(Stored data)

:::::

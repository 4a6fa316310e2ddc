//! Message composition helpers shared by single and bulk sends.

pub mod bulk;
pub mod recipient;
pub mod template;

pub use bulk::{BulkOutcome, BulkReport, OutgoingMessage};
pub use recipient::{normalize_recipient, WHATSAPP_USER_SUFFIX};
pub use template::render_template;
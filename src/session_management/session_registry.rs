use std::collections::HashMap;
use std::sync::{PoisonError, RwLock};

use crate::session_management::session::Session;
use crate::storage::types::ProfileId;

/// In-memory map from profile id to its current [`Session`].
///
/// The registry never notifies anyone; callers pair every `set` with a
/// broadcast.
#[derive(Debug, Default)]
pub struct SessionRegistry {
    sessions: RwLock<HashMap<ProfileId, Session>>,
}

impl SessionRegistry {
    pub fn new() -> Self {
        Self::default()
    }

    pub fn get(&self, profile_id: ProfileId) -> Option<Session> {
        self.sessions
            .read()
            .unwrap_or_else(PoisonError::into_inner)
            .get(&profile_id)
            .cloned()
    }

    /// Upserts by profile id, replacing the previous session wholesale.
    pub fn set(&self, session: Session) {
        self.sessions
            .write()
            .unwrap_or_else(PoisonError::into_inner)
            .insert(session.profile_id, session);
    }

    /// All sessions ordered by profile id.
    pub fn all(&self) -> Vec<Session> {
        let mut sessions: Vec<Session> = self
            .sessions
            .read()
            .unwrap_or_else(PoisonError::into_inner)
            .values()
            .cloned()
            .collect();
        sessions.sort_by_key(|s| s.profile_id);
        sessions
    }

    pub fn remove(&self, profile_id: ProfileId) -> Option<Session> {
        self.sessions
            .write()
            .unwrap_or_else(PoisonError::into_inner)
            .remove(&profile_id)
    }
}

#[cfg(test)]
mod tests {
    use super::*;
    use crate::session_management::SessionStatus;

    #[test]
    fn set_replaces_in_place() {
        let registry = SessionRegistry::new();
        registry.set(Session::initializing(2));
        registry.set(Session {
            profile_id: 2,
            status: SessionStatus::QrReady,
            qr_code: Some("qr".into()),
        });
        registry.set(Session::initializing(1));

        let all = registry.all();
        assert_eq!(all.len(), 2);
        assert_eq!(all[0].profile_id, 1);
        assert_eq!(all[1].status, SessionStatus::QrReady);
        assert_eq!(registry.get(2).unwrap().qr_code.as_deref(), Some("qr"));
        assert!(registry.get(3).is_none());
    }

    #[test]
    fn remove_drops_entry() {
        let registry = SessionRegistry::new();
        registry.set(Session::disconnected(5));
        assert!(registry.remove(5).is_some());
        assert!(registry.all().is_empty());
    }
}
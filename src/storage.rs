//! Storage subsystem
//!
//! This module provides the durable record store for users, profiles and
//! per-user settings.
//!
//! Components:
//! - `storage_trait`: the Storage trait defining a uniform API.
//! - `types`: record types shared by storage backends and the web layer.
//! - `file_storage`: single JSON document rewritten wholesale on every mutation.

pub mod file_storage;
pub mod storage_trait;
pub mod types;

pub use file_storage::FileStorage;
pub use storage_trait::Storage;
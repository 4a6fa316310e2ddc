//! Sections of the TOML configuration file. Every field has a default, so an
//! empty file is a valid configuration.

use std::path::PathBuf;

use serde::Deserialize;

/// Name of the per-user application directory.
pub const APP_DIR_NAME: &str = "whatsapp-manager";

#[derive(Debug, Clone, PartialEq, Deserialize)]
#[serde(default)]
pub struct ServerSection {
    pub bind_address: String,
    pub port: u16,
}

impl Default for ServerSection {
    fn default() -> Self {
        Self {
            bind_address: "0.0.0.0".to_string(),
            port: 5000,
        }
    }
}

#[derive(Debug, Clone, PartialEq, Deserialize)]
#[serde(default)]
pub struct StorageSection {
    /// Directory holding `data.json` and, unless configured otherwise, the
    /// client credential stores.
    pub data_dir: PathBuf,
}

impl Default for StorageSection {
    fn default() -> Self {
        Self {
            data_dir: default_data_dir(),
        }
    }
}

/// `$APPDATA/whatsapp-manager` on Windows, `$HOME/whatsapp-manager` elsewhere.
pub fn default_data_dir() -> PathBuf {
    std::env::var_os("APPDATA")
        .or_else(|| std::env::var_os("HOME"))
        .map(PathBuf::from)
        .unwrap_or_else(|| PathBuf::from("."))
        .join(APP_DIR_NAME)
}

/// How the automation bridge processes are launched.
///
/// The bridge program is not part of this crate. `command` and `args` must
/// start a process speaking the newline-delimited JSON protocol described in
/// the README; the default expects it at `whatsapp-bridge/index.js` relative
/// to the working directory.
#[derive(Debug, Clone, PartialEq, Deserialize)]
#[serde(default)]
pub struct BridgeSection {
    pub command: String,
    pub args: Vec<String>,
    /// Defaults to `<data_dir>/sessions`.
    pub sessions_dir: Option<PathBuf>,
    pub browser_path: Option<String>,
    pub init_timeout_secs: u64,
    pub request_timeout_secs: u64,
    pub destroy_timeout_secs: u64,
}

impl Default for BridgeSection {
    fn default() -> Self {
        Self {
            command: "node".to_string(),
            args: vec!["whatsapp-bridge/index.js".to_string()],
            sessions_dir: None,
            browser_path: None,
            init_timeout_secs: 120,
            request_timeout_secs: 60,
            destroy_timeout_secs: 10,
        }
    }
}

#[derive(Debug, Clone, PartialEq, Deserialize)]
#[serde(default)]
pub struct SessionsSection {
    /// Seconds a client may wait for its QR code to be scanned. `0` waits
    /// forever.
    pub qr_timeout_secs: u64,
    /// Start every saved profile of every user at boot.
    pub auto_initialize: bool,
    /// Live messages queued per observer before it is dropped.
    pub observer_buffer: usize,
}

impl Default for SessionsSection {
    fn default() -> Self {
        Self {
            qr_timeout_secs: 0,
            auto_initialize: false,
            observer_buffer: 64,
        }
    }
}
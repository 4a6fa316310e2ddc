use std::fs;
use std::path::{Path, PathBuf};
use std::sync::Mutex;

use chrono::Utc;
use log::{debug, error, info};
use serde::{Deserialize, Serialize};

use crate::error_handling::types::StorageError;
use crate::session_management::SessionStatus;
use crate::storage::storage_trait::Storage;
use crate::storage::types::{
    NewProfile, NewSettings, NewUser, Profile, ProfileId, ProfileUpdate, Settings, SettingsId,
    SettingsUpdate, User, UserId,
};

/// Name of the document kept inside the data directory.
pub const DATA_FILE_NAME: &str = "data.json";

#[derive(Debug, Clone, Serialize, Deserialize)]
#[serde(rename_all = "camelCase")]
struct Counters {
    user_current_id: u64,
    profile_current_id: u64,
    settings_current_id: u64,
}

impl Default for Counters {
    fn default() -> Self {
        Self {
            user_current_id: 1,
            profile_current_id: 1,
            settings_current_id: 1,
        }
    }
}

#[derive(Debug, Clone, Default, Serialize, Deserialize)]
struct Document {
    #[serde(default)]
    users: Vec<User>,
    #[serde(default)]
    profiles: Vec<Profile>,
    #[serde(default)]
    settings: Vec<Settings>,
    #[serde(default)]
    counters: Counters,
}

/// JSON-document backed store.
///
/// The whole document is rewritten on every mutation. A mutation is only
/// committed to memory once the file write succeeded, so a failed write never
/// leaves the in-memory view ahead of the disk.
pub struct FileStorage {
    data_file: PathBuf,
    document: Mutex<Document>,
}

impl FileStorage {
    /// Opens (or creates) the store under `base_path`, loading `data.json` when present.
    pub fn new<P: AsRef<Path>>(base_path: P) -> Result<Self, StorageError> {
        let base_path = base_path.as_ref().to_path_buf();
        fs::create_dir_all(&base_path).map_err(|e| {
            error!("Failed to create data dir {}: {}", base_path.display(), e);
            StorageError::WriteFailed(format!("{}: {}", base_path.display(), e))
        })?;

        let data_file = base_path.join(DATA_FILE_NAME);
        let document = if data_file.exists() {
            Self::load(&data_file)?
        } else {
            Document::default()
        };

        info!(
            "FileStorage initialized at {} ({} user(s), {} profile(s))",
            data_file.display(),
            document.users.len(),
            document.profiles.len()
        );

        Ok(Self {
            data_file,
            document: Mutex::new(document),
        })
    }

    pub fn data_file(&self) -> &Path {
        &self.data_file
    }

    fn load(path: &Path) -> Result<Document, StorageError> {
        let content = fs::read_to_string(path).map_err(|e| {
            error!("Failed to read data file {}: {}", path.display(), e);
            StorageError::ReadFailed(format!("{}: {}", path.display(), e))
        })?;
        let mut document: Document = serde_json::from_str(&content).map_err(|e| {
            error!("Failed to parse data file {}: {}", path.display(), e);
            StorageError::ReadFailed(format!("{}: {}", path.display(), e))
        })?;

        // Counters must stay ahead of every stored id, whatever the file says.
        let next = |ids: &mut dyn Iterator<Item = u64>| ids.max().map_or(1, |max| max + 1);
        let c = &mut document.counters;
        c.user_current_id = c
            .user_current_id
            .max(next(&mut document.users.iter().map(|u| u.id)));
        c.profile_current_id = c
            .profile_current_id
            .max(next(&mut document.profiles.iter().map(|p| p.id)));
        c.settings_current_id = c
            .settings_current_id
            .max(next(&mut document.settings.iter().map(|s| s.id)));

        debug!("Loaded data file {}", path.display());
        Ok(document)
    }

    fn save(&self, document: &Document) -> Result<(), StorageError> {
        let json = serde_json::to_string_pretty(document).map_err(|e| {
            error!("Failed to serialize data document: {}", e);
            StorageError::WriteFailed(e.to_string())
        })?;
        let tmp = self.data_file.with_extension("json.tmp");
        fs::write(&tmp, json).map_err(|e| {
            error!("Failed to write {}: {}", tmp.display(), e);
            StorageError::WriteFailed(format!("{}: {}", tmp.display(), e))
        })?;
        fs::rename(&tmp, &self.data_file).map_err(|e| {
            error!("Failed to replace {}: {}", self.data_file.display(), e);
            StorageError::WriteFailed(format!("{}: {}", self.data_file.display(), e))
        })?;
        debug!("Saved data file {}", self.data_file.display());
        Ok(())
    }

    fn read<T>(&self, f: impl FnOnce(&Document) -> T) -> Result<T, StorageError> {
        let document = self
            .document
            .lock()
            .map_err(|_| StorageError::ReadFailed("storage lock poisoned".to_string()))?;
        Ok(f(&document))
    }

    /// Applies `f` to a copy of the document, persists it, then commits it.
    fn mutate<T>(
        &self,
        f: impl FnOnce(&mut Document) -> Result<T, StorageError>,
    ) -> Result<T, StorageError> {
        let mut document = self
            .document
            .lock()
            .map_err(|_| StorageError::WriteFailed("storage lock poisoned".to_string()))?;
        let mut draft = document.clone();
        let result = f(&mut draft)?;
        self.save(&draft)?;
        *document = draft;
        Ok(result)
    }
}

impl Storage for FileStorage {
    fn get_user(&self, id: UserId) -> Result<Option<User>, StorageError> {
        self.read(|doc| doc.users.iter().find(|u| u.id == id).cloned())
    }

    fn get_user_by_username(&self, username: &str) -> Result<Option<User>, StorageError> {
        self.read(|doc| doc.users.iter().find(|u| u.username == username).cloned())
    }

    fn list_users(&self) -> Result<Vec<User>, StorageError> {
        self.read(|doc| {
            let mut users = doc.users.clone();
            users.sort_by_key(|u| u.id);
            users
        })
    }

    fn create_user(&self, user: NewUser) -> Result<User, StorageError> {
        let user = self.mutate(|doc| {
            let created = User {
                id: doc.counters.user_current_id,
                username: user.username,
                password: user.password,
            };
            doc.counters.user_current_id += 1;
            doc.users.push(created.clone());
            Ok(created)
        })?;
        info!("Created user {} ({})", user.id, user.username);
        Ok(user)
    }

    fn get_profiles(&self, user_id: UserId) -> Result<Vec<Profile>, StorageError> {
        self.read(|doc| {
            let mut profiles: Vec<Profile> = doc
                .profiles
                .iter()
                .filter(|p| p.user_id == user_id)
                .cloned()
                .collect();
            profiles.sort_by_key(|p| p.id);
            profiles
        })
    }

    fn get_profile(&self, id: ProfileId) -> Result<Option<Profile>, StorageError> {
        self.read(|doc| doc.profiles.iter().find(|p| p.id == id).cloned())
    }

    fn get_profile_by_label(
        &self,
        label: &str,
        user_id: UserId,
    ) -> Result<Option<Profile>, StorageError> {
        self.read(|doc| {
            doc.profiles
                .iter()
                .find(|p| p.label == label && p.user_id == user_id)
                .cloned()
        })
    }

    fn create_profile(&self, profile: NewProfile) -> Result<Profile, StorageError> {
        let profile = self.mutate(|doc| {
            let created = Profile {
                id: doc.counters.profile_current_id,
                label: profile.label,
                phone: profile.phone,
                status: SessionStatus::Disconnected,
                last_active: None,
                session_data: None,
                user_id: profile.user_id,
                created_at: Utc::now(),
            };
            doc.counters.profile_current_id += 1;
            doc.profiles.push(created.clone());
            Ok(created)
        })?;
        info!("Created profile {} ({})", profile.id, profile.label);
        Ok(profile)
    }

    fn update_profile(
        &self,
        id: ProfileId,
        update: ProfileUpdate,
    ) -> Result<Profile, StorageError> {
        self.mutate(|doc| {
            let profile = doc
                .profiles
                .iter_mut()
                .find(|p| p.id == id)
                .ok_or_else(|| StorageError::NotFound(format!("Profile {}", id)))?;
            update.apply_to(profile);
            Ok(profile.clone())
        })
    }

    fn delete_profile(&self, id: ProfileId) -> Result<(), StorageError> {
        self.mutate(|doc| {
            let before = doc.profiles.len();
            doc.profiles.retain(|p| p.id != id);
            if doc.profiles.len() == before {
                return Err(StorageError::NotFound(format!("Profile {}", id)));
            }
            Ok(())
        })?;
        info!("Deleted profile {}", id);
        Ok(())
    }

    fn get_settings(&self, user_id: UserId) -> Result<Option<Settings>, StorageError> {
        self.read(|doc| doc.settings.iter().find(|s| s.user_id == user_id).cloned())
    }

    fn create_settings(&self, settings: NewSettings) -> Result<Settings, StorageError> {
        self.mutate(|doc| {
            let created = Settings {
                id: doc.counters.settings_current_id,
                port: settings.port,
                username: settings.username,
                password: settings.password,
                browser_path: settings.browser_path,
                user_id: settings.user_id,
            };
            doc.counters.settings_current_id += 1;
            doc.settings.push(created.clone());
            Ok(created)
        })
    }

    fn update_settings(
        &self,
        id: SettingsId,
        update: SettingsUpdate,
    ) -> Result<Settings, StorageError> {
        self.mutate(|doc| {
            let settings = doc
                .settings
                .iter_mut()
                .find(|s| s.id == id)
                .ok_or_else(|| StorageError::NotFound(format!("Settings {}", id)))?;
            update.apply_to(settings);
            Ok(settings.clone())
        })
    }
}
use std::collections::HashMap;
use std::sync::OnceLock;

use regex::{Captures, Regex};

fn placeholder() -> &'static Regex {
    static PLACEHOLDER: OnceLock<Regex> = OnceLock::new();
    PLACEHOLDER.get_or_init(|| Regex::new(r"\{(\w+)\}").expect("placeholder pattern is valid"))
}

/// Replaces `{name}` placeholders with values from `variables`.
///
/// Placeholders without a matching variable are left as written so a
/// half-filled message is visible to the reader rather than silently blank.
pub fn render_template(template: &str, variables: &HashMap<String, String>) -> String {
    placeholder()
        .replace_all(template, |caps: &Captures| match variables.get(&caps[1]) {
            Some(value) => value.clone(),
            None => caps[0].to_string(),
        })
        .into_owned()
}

:::::

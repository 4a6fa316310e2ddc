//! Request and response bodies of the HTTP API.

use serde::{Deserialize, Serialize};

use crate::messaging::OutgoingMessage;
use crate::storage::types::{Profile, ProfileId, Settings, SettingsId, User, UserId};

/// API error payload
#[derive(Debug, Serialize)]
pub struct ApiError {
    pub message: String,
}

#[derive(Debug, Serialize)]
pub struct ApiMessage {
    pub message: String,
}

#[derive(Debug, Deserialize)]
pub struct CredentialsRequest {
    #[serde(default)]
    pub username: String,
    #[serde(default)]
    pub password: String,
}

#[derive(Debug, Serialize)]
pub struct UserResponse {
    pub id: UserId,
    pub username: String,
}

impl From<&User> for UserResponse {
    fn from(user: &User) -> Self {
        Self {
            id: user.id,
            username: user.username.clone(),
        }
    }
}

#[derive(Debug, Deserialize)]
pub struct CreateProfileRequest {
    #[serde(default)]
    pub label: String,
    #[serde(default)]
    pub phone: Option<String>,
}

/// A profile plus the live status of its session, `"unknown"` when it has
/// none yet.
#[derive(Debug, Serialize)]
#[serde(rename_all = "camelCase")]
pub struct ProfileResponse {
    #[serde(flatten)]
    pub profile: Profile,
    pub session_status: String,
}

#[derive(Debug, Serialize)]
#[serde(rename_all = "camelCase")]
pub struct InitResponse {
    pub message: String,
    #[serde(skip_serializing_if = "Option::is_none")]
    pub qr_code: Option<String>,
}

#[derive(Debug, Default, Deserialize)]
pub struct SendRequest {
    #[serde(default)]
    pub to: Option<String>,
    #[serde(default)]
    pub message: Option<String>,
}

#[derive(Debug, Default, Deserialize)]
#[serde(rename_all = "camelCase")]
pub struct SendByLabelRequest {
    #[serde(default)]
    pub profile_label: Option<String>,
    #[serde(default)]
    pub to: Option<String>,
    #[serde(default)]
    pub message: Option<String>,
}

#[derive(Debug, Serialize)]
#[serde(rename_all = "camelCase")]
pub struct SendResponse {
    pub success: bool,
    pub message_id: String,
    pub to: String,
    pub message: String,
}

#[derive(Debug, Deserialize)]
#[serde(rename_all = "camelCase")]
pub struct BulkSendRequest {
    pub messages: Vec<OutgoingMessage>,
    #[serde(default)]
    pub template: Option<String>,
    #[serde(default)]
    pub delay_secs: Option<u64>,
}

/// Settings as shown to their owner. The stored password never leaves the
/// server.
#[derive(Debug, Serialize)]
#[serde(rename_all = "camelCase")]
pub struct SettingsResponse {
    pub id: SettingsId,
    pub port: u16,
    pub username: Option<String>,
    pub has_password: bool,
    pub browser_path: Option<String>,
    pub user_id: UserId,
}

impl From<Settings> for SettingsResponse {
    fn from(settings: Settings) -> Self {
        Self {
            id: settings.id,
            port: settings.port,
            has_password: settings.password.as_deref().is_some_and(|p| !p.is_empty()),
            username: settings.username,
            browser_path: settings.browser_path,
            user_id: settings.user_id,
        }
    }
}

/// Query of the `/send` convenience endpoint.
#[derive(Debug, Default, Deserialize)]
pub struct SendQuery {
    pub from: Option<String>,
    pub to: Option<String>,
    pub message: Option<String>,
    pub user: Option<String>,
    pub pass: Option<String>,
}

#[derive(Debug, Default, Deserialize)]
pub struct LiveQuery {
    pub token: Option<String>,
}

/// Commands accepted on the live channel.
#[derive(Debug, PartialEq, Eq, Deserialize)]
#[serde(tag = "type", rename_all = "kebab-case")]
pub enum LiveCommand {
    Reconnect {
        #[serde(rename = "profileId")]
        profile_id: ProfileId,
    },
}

:::::

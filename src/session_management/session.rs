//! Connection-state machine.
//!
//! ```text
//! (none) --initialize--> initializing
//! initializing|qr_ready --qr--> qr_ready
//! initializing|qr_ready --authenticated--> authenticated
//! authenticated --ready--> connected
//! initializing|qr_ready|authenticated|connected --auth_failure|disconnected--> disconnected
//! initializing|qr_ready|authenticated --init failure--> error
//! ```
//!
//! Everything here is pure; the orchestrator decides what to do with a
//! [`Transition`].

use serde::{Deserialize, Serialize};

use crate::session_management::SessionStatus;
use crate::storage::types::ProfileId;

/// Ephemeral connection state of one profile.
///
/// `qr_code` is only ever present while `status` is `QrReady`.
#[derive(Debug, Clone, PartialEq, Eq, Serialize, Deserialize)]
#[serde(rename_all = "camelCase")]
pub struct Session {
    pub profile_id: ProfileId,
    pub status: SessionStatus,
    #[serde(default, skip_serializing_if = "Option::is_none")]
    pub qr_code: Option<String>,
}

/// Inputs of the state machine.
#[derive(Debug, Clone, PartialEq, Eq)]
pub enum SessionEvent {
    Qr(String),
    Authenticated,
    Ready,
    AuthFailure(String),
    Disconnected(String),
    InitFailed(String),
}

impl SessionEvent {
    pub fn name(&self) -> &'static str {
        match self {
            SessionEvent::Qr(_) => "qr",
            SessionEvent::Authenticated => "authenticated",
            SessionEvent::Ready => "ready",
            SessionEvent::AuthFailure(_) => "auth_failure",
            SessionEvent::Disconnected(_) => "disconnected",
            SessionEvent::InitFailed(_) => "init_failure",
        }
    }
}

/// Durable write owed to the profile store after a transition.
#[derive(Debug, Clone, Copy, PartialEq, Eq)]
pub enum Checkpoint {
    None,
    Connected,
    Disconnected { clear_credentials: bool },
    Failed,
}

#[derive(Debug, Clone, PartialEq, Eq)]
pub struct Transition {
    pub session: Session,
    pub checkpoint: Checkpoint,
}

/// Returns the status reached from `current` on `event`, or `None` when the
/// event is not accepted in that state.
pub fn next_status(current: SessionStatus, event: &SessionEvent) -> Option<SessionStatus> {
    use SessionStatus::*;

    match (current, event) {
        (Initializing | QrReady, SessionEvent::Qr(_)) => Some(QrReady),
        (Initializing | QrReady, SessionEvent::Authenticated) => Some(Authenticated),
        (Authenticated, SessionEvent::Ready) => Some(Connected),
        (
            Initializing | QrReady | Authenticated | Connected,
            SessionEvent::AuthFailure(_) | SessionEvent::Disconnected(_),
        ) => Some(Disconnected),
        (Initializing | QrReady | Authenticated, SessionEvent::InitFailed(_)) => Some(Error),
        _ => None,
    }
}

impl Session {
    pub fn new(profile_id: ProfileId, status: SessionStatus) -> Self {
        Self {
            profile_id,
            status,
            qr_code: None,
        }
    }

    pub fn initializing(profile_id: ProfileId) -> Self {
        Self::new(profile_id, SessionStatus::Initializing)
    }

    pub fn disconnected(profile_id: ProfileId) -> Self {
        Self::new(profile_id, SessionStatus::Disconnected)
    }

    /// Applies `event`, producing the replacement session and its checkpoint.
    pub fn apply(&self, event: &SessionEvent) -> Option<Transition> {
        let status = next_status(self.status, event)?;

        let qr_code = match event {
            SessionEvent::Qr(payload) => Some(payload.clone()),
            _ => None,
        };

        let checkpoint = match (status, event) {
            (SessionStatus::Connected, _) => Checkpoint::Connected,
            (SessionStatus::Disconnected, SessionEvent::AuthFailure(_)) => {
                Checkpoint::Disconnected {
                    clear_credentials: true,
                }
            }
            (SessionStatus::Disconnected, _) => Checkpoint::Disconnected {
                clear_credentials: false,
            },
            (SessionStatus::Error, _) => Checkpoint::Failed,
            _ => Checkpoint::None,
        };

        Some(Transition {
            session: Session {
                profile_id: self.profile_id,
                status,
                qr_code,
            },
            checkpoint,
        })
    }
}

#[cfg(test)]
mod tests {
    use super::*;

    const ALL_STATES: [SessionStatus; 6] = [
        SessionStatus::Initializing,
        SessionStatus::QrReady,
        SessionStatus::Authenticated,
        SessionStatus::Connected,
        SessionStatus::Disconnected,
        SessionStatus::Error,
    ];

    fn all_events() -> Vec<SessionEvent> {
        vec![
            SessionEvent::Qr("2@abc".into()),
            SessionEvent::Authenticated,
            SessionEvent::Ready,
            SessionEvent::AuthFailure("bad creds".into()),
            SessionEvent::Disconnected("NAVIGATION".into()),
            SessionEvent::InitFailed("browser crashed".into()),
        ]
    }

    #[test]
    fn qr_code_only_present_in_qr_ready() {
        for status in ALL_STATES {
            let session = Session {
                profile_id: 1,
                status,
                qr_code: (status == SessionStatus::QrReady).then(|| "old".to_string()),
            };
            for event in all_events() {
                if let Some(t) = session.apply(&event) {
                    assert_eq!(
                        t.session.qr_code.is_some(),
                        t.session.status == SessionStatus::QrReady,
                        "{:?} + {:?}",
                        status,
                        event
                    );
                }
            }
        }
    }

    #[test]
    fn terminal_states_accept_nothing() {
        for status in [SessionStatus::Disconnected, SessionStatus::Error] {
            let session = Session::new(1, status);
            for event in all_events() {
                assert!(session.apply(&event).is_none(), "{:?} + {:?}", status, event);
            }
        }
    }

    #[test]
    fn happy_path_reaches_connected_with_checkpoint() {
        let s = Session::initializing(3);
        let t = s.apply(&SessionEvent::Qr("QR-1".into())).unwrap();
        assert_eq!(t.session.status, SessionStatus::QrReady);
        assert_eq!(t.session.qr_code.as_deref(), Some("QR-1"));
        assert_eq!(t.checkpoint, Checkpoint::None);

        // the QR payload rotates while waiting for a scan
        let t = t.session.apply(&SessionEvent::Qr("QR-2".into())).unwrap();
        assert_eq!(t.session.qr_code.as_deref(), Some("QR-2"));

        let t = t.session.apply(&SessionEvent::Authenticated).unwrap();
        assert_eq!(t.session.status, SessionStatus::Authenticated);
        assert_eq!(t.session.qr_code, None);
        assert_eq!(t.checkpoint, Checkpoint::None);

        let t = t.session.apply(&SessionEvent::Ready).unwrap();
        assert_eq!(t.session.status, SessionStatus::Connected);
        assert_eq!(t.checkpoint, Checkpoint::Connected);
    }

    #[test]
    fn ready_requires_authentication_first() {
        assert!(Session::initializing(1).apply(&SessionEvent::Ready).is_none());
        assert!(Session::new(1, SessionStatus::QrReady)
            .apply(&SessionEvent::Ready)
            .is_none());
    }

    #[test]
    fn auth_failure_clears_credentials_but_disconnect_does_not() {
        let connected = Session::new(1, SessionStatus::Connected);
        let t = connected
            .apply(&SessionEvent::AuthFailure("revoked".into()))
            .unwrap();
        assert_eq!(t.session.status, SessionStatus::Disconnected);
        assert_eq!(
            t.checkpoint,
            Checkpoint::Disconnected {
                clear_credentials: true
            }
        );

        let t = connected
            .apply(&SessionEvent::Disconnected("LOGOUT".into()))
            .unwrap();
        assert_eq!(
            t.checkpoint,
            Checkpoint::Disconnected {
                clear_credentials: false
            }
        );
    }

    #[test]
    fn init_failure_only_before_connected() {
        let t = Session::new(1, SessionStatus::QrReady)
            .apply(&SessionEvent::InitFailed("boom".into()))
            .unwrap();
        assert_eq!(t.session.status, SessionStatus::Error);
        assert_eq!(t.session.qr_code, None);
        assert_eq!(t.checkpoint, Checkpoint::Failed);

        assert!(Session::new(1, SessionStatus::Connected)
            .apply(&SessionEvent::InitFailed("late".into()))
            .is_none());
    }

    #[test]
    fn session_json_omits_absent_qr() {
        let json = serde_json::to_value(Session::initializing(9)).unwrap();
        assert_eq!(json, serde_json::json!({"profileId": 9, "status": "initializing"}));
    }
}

:::::

Task to complete
Using the records above, determine how many lines hold the word "Applies", and answer with that figure only.

Answer box
2